API: findings_to_negative_context() and negative_context_to_dict() deliver agent-consumable JSON for drift_nudge, drift brief, and other tools.

Guided mode for vibe-coding teams

If your team ships most changes via AI coding tools (Copilot, Cursor, Claude), drift includes a guided mode:

  • CLI guide: drift start prints the three-command journey for new users: analyze → fix-plan → check with safe defaults.
  • Vibe-coding playbook: examples/vibe-coding/README.md documents a 30-day rollout plan (IDE → commit → PR → merge → trend) with concrete scripts and metrics.
  • Problem-to-signal map: maps typical vibe-coding issues (duplicate helpers, boundary erosion, happy-path-only tests, type-ignore buildup) directly to signals like MDS, PFS, AVS, TPD, BAT, CIR, CCC.
  • Baseline + ratchet: ready-made drift.yaml, CI gate, pre-push hook and weekly scripts implement a ratcheting quality gate over time.

📖 Start here if you are a heavy AI-coding user: Vibe-coding technical debt solution →


🔄 Coming from another tool?

From Ruff / pylint: Drift operates one layer above single-file style. It detects when AI generates the same error handler four different ways across modules — something no linter sees.

From Semgrep / CodeQL: Semgrep finds known vulnerability patterns in single files. Drift finds structural erosion across files — pattern fragmentation, layer violations, temporal volatility — that security scanners don't target.

From SonarQube: Drift runs locally with zero server setup and produces deterministic, reproducible findings per signal. Add it alongside SonarQube — not instead.

From jscpd / CPD: Drift's duplicate detection is AST-level, not text-level. It finds near-duplicates that text diff misses and places them in architectural context.

Capability comparison

Capability drift SonarQube Ruff / pylint / mypy Semgrep / CodeQL jscpd / CPD
Pattern Fragmentation across modules
Near-Duplicate Detection (AST-level) Partial (text) ✔ (text)
Architecture Violation signals Partial Partial (custom rules)
Temporal / change-history signals
GitHub Code Scanning via SARIF
Bayesian per-repo calibration
MCP server for AI agents
Zero server setup
TypeScript support Partial ¹

✔ = within primary design scope · — = not a primary design target · Partial = limited coverage

¹ Via drift-analyzer[typescript]. 17/24 signals supported via tree-sitter. Python is the primary analysis target.

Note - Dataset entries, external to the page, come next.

use super::coerce::{coerce, TargetUnit};
use super::{decode_options, DiscardSink, EventProcessor, PatternSet, TraceSink, TracingSink};
use crate::error::{AppError, Result};
use crate::pipeline::event::EventMsg;
use serde::{Deserialize, Serialize};
use serde_json::Value as JsonValue;
use std::sync::Arc;

pub const CONVERT_PROCESSOR_TYPE: &str = "event_convert";

#[derive(Debug, Clone, Default, Deserialize, Serialize)]
#[serde(default)]
pub struct ConvertConfig {
    pub values: Vec<String>,
    pub target_unit: Option<String>,
    pub debug: bool,
}

/// `event_convert`: coerces selected values to a single scalar kind.
///
/// Options:
/// - `values`: patterns tested against value keys
/// - `target_unit`: one of `int`, `uint`, `float`, `string`
/// - `debug`: trace every conversion and every value left as is
#[derive(Debug)]
pub struct ConvertProcessor {
    values: PatternSet,
    target: TargetUnit,
    debug_sink: Option<Arc<dyn TraceSink>>,
    sink: Arc<dyn TraceSink>,
}

impl Default for ConvertProcessor {
    fn default() -> Self {
        Self {
            values: PatternSet::default(),
            target: TargetUnit::String,
            debug_sink: None,
            sink: Arc::new(DiscardSink),
        }
    }
}

impl ConvertProcessor {
    pub fn new() -> Self {
        Self::default()
    }

    /// Use `sink` instead of `tracing` when `debug` is enabled.
    pub fn with_trace_sink(mut self, sink: Arc<dyn TraceSink>) -> Self {
        self.debug_sink = Some(sink);
        self
    }

    pub fn target_unit(&self) -> TargetUnit {
        self.target
    }
}

impl EventProcessor for ConvertProcessor {
    fn init(&mut self, options: &JsonValue) -> Result<()> {
        let config: ConvertConfig = decode_options(CONVERT_PROCESSOR_TYPE, options)?;

        let target = config
            .target_unit
            .as_deref()
            .ok_or_else(|| AppError::Config("target_unit is required".to_string()))?
            .parse::<TargetUnit>()?;
        let values = PatternSet::compile(&config.values)?;

        self.values = values;
        self.target = target;
        self.sink = if config.debug {
            self.debug_sink
                .clone()
                .unwrap_or_else(|| Arc::new(TracingSink))
        } else {
            Arc::new(DiscardSink)
        };

        tracing::debug!(
            values = self.values.len(),
            target_unit = %self.target,
            "Initialized {} processor",
            CONVERT_PROCESSOR_TYPE
        );
        Ok(())
    }

    fn apply(&self, event: Option<&mut EventMsg>) {
        let Some(event) = event else {
            return;
        };

        // Only entries are replaced here, never keys, so walking mutably is fine.
        for (key, value) in event.values.iter_mut() {
            if !self.values.is_match(key) {
                continue;
            }
            match coerce(value, self.target) {
                Some(converted) => {
                    self.sink.record(
                        CONVERT_PROCESSOR_TYPE,
                        key,
                        &format!("converted {} '{}' to {}", value.kind(), value, self.target),
                    );
                    *value = converted;
                }
                None => {
                    self.sink.record(
                        CONVERT_PROCESSOR_TYPE,
                        key,
                        &format!("left {} '{}' unchanged for {}", value.kind(), value, self.target),
                    );
                }
            }
        }
    }
}

#[cfg(test)]
mod tests {
    use super::*;
    use crate::pipeline::event::Value;
    use crate::pipeline::processors::trace::testing::MemorySink;
    use serde_json::json;

    fn processor(values: &[&str], target_unit: &str) -> ConvertProcessor {
        let mut p = ConvertProcessor::new();
        p.init(&json!({"values": values, "target_unit": target_unit}))
            .unwrap();
        p
    }

    fn run(p: &ConvertProcessor, key: &str, value: Value) -> Value {
        let mut event = EventMsg::new("sub", 1).with_value(key, value);
        p.apply(Some(&mut event));
        event.values.remove(key).unwrap()
    }

    #[test]
    fn test_none_event_is_noop() {
        let p = processor(&["^number"], "int");
        p.apply(None);
    }

    #[test]
    fn test_empty_values() {
        let p = processor(&["^number"], "int");
        let mut event = EventMsg::default();
        p.apply(Some(&mut event));
        assert_eq!(event, EventMsg::default());
    }

    #[test]
    fn test_int_convert() {
        let p = processor(&["^number*"], "int");
        assert_eq!(run(&p, "name", Value::Int(1)), Value::Int(1));
        assert_eq!(run(&p, "number", Value::from("100")), Value::Int(100));
        assert_eq!(run(&p, "number", Value::Int(100)), Value::Int(100));
        assert_eq!(run(&p, "number", Value::Uint(100)), Value::Int(100));
        assert_eq!(run(&p, "number", Value::Float(100.0)), Value::Int(100));
        assert_eq!(run(&p, "number", Value::Bool(true)), Value::Bool(true));
    }

    #[test]
    fn test_uint_convert() {
        let p = processor(&["^name*"], "uint");
        assert_eq!(run(&p, "name_value_bytes", Value::from("42")), Value::Uint(42));
        assert_eq!(run(&p, "name_value_bytes", Value::Uint(42)), Value::Uint(42));
        assert_eq!(run(&p, "name_value_bytes", Value::Int(-42)), Value::Uint(0));
        assert_eq!(run(&p, "name_value_bytes", Value::Bool(true)), Value::Bool(true));
    }

    #[test]
    fn test_float_convert() {
        let p = processor(&["^number*"], "float");
        assert_eq!(run(&p, "number", Value::from("1.1")), Value::Float(1.1));
        assert_eq!(run(&p, "number", Value::Uint(42)), Value::Float(42.0));
        assert_eq!(run(&p, "number", Value::Int(42)), Value::Float(42.0));
        assert_eq!(run(&p, "number", Value::Bool(true)), Value::Bool(true));
    }

    #[test]
    fn test_string_convert() {
        let p = processor(&["id"], "string");
        assert_eq!(run(&p, "id", Value::Int(1)), Value::from("1"));
        assert_eq!(run(&p, "id", Value::Int(-1)), Value::from("-1"));
        assert_eq!(run(&p, "id", Value::from("-1")), Value::from("-1"));
    }

    #[test]
    fn test_unparsable_string_unchanged() {
        let p = processor(&["^number"], "int");
        assert_eq!(run(&p, "number", Value::from("n/a")), Value::from("n/a"));
    }

    #[test]
    fn test_tags_and_unmatched_values_untouched() {
        let p = processor(&["^number"], "int");
        let mut event = EventMsg::new("sub", 3)
            .with_tag("number", "name_tag")
            .with_value("number", "100")
            .with_value("other", "200");

        p.apply(Some(&mut event));

        assert_eq!(event.values["number"], Value::Int(100));
        assert_eq!(event.values["other"], Value::from("200"));
        assert_eq!(event.tags["number"], "name_tag");
    }

    #[test]
    fn test_convert_is_idempotent() {
        for unit in ["int", "uint", "float", "string"] {
            let p = processor(&[".*"], unit);
            let mut event = EventMsg::new("sub", 1)
                .with_value("a", "12")
                .with_value("b", -3i64)
                .with_value("c", 2.5)
                .with_value("d", false);

            p.apply(Some(&mut event));
            let once = event.clone();
            p.apply(Some(&mut event));

            assert_eq!(event, once, "target_unit {unit}");
        }
    }

    #[test]
    fn test_unknown_target_unit() {
        let mut p = ConvertProcessor::new();
        let err = p
            .init(&json!({"values": ["x"], "target_unit": "bytes"}))
            .unwrap_err();
        assert!(matches!(err, AppError::UnknownTargetUnit(ref u) if u == "bytes"));
        assert!(err.is_config_error());
    }

    #[test]
    fn test_missing_target_unit() {
        let mut p = ConvertProcessor::new();
        let err = p.init(&json!({"values": ["x"]})).unwrap_err();
        assert!(matches!(err, AppError::Config(_)));
    }

    #[test]
    fn test_invalid_pattern() {
        let mut p = ConvertProcessor::new();
        let err = p
            .init(&json!({"values": ["*x"], "target_unit": "int"}))
            .unwrap_err();
        assert!(matches!(err, AppError::InvalidPattern { .. }));
        assert_eq!(p.target_unit(), TargetUnit::String);
    }

    #[test]
    fn test_debug_traces_conversions() {
        let sink = Arc::new(MemorySink::default());
        let mut p = ConvertProcessor::new().with_trace_sink(sink.clone());
        p.init(&json!({"values": ["^n"], "target_unit": "int", "debug": true}))
            .unwrap();

        let mut event = EventMsg::new("sub", 1)
            .with_value("n1", "5")
            .with_value("n2", true)
            .with_value("x", "9");
        p.apply(Some(&mut event));

        assert_eq!(sink.keys(), vec!["n1".to_string(), "n2".to_string()]);
        assert_eq!(event.values["n1"], Value::Int(5));
        assert_eq!(event.values["n2"], Value::Bool(true));
    }
}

Comparison reflects primary design scope per STUDY.md §9.


🏷️ Add a drift badge to your README

Show your repo's drift score with a shields.io badge:

drift badge                    # prints URL + Markdown snippet
drift badge --format svg -o badge.svg  # self-contained SVG

Paste the Markdown output into your README:

[![Drift Score](https://img.shields.io/badge/drift%20score-12.50-brightgreen?style=flat)](https://github.com/mick-gsk/drift)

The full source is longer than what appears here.